My adventure to the city and province of Huaraz began upon repeatedly hearing that Trujillo’s most at risk populations for non-communicable diseases, such as obesity and diabetes, are indigenous groups who have moved into the urban core. I find this hypothesis plausible since socioeconomic status (SES) is the most potent predictor for the risk of non-communicable diseases (1). Even though Peru is considered an upper-middle income country, many regions, such as Huaraz, have large communities of indigenous populations that live well below the national poverty line. (2) Consequently, many people are moving to urban cities such as Trujillo in search of better economic opportunities. (3)
Huaraz is the capital of the Ancash region and home to the snow and glacier-capped Cordilleras mountain range. Presently, the people of Huaraz are in the middle stages of Peru’s nutrition transition, meaning that they are facing a double burden of malnutrition. (3) The nutrition transition refers to changes in diet and physical activity patterns that are changing body composition at a population level (3).
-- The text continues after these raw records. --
//! `reqwest` implementation of [`ConsoleApi`]

use crate::api::{CAPTCHA_HEADER, ConsoleApi, paths};
use crate::upload::{UPLOAD_FIELD, UploadFile};
use async_trait::async_trait;
use modeldesk_types::{
	Captcha, ConsoleError, ConsoleResult, CreateRequest, CreateResponse, HttpError, Item, ItemRef, ListParams,
	ListResponse, LoginRequest, LoginToken, ProfileUpdate, RegisterRequest, SchemaView, UpdateRequest,
	User,
};
use reqwest::{Method, RequestBuilder, Response};
use serde::Deserialize;
use serde::de::DeserializeOwned;
use std::time::Duration;

/// Default request timeout
pub const DEFAULT_TIMEOUT: Duration = Duration::from_secs(30);

/// HTTP client configuration
#[non_exhaustive]
#[derive(Debug, Clone)]
pub struct HttpApiConfig {
	/// API base URL (e.g., "http://127.0.0.1:7001/api")
	pub base_url: String,

	/// Per-request timeout (default: 30 seconds)
	pub timeout: Duration,
}

impl HttpApiConfig {
	/// Create a new configuration
	pub fn new(base_url: impl Into<String>) -> Self {
		Self {
			base_url: base_url.into(),
			timeout: DEFAULT_TIMEOUT,
		}
	}

	/// Set the request timeout
	pub fn with_timeout(mut self, timeout: Duration) -> Self {
		self.timeout = timeout;
		self
	}
}

/// Error body returned by the server
#[derive(Debug, Default, Deserialize)]
struct ErrorBody {
	#[serde(default)]
	message: Option<String>,
	#[serde(default)]
	category: Option<String>,
	#[serde(default)]
	code: Option<String>,
	#[serde(default)]
	exception: bool,
}

fn transport_error(err: reqwest::Error) -> HttpError {
	let message = if err.is_timeout() {
		"Request timed out".to_string()
	} else if err.is_decode() {
		format!("Failed to parse response: {}", err)
	} else {
		format!("Request failed: {}", err)
	};
	let mut error = HttpError::exception(message);
	if let Some(status) = err.status() {
		error.status = status.as_u16();
	}
	error
}

/// Console API over HTTP
///
/// The session cookie set by `/users/login` is kept in the client's cookie
/// store and sent with every later request.
#[derive(Debug, Clone)]
pub struct HttpApi {
	config: HttpApiConfig,
	client: reqwest::Client,
}

impl HttpApi {
	/// Create a new client
	///
	/// Fails when `base_url` is not an absolute URL.
	pub fn new(config: HttpApiConfig) -> ConsoleResult<Self> {
		url::Url::parse(&config.base_url).map_err(|e| {
			ConsoleError::InvalidInput(format!("invalid API base URL `{}`: {}", config.base_url, e))
		})?;
		let client = reqwest::Client::builder()
			.timeout(config.timeout)
			.cookie_store(true)
			.build()
			.map_err(|e| HttpError::exception(format!("Failed to create client: {}", e)))?;

		Ok(Self { config, client })
	}

	pub fn config(&self) -> &HttpApiConfig {
		&self.config
	}

	fn build_url(&self, path: &str) -> String {
		format!("{}{}", self.config.base_url.trim_end_matches('/'), path)
	}

	fn request(&self, method: Method, path: &str) -> RequestBuilder {
		let url = self.build_url(path);
		tracing::debug!(method = %method, url = %url, "console api request");
		self.client.request(method, url)
	}

	async fn execute(&self, request: RequestBuilder) -> ConsoleResult<Response> {
		let response = request.send().await.map_err(transport_error)?;
		let status = response.status();
		if status.is_success() {
			return Ok(response);
		}

		let text = response.text().await.unwrap_or_default();
		let body: ErrorBody = serde_json::from_str(&text).unwrap_or_default();
		let message = body
			.message
			.filter(|m| !m.is_empty())
			.or_else(|| Some(text.trim().to_string()).filter(|t| !t.is_empty()))
			.unwrap_or_else(|| status.canonical_reason().unwrap_or("Unknown error").to_string());
		tracing::debug!(status = status.as_u16(), message = %message, "console api error");

		Err(HttpError {
			status: status.as_u16(),
			message,
			category: body.category,
			code: body.code,
			exception: body.exception,
		}
		.into())
	}

	async fn fetch<T: DeserializeOwned>(&self, request: RequestBuilder) -> ConsoleResult<T> {
		let response = self.execute(request).await?;
		response
			.json()
			.await
			.map_err(|e| transport_error(e).into())
	}

	async fn send(&self, request: RequestBuilder) -> ConsoleResult<()> {
		self.execute(request).await.map(|_| ())
	}
}

#[async_trait]
impl ConsoleApi for HttpApi {
	async fn schema(&self, model: &str) -> ConsoleResult<SchemaView> {
		self.fetch(self.request(Method::GET, paths::MODEL_SCHEMA).query(&[("name", model)]))
			.await
	}

	async fn list(&self, params: &ListParams) -> ConsoleResult<ListResponse> {
		self.fetch(self.request(Method::GET, paths::MODEL_LIST).query(params))
			.await
	}

	async fn detail(&self, item: &ItemRef) -> ConsoleResult<Item> {
		self.fetch(self.request(Method::GET, paths::MODEL_DETAIL).query(item))
			.await
	}

	async fn update(&self, request: &UpdateRequest) -> ConsoleResult<()> {
		self.send(self.request(Method::PATCH, paths::MODEL_UPDATE).json(request))
			.await
	}

	async fn create(&self, request: &CreateRequest) -> ConsoleResult<CreateResponse> {
		self.fetch(self.request(Method::POST, paths::MODEL_CREATE).json(request))
			.await
	}

	async fn delete(&self, item: &ItemRef) -> ConsoleResult<()> {
		self.send(self.request(Method::DELETE, paths::MODEL_DELETE).query(item))
			.await
	}

	async fn captcha(&self, theme: Option<&str>) -> ConsoleResult<Captcha> {
		let mut request = self.request(Method::GET, paths::COMMON_CAPTCHA);
		if let Some(theme) = theme {
			request = request.query(&[("theme", theme)]);
		}
		self.fetch(request).await
	}

	async fn me(&self) -> ConsoleResult<User> {
		self.fetch(self.request(Method::GET, paths::USER_ME)).await
	}

	async fn login_token(&self) -> ConsoleResult<LoginToken> {
		self.fetch(self.request(Method::GET, paths::USER_LOGIN_TOKEN))
			.await
	}

	async fn login(&self, request: &LoginRequest, captcha: &str) -> ConsoleResult<User> {
		self.fetch(
			self.request(Method::POST, paths::USER_LOGIN)
				.header(CAPTCHA_HEADER, captcha)
				.json(request),
		)
		.await
	}

	async fn logout(&self) -> ConsoleResult<()> {
		self.send(self.request(Method::DELETE, paths::USER_LOGOUT))
			.await
	}

	async fn refresh(&self) -> ConsoleResult<()> {
		self.send(self.request(Method::PATCH, paths::USER_REFRESH))
			.await
	}

	async fn update_profile(&self, update: &ProfileUpdate) -> ConsoleResult<()> {
		self.send(self.request(Method::PATCH, paths::USER_PROFILE).json(update))
			.await
	}

	async fn register(&self, request: &RegisterRequest) -> ConsoleResult<()> {
		self.send(self.request(Method::POST, paths::USER_REGISTER).json(request))
			.await
	}

	async fn upload(&self, group: &str, files: Vec<UploadFile>) -> ConsoleResult<()> {
		let mut form = reqwest::multipart::Form::new();
		for file in files {
			let mut part = reqwest::multipart::Part::bytes(file.bytes).file_name(file.name);
			if let Some(content_type) = &file.content_type {
				part = part.mime_str(content_type).map_err(transport_error)?;
			}
			form = form.part(UPLOAD_FIELD, part);
		}
		self.send(
			self.request(Method::POST, paths::FILE_UPLOAD)
				.query(&[("group", group)])
				.multipart(form),
		)
		.await
	}
}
The double burden refers to high rates of both undernourished and over-nourished (obese) people - both of which are forms of malnutrition. (3) Though the prevalence of non-communicable diseases is generally higher in upper income countries, the rate is growing much more quickly in lower and middle income countries such as Peru. (3)
As is the case with nearly all cities around the world, the population of Trujillo is growing. Many of Trujillo’s new residents have migrated from more rural parts of Peru, such as the highlands of Huaraz. Upon moving to the urban core, people tend to shift away from an agrarian lifestyle, which consists of doing hard manual labor on a daily basis, to a more sedentary lifestyle. While caloric output radically decreases, caloric input remains high. Oftentimes, caloric intake is even higher in urban settings due to ample access to processed foods and fast food. McDonald's has yet to infiltrate Huaraz, but the massive golden arches are perched on Trujillo’s Plaza de Armas (the city center). Residents in Trujillo are bombarded with an overwhelming excess of food. Food vendors are stacked in a line along the street and offer up sweet treats such as mazamorra morada (Peruvian purple corn pudding) or a variation of fried dough. The food is seductive, inexpensive, and far too readily accessible.
The kalediscopic markets of Huaraz offer some distinct variations in street food compared to the markets in Trujillo. While fried delights such as churros are still sold, one is more likely to find fresh fruits, anticuchos (skewered meats), and women with baskets filled to the brim with fresh bread. The mountain villages of Huaraz also have more varietals of corn, potatoes, and other vegetables. Most produce vendors in Trujillo sell just one or two varietals of potatoes, which are usually starchier potatoes such as armarillo (yellow) or blanco (white). In Huaraz, potatoes come in hundreds of different colors, shapes, and sizes.
One poignant similarity between Trujillo and Hauraz is the relentlessly high consumption of sugar sweetened beverages. A significant part of Peruvian life, sugary drinks are found at every shop and restaurant, making them one of the most accessible, and thereby consumed, products in Peru. Similar in price to a bottle of water, which needs to be purchased because tap water is not potable, people generally prefer sweetened drinks to unadulterated water. Discussions on the deleterious effects of sugar sweetened beverages are essentially nonexistent. In fact, advertisements for brand names encourage consumption, particularly amongst impoverished communities.
Coming to Perú has given me a new perspective on the meaning of diversity. Driving through Huaraz, villages just a 30 minute combi (public van ride) apart from each other celebrate different cuisines, garb, and dialects. Furthermore, the contrast between city life in Trujillo and rural life in Huaraz gives insight into the complexity of creating a national strategy to address salient public health issues in Peru. My observations suggest that a singular national policy to address obesity in Peru would be an ineffective use of resources. Instead, nutrition interventions that are individually tailored to these diverse groups of people are more likely to have an impressionable impact. Thus, the next obstacle is designing a regional policy to create healthier communities within Trujillo’s morphing urban center.
1. Claire Conway. "Poor Health: When Poverty Becomes Disease." UC San Francisco, 06 Jan. 2016. Web. 25 June 2016.
2. "Peru Data." World Bank, 2016. Web. 25 June 2016.
3. Chaparro, M. Pia, and Leobardo Estrada. "Mapping the Nutrition Transition in Peru: Evidence for Decentralized Nutrition Policies." Rev Panam Salud Publica Revista Panamericana De Salud Pública 32.3 (2012): 241-44. Rev Panam Salud Publica, 2012. Web. 25 June 2016.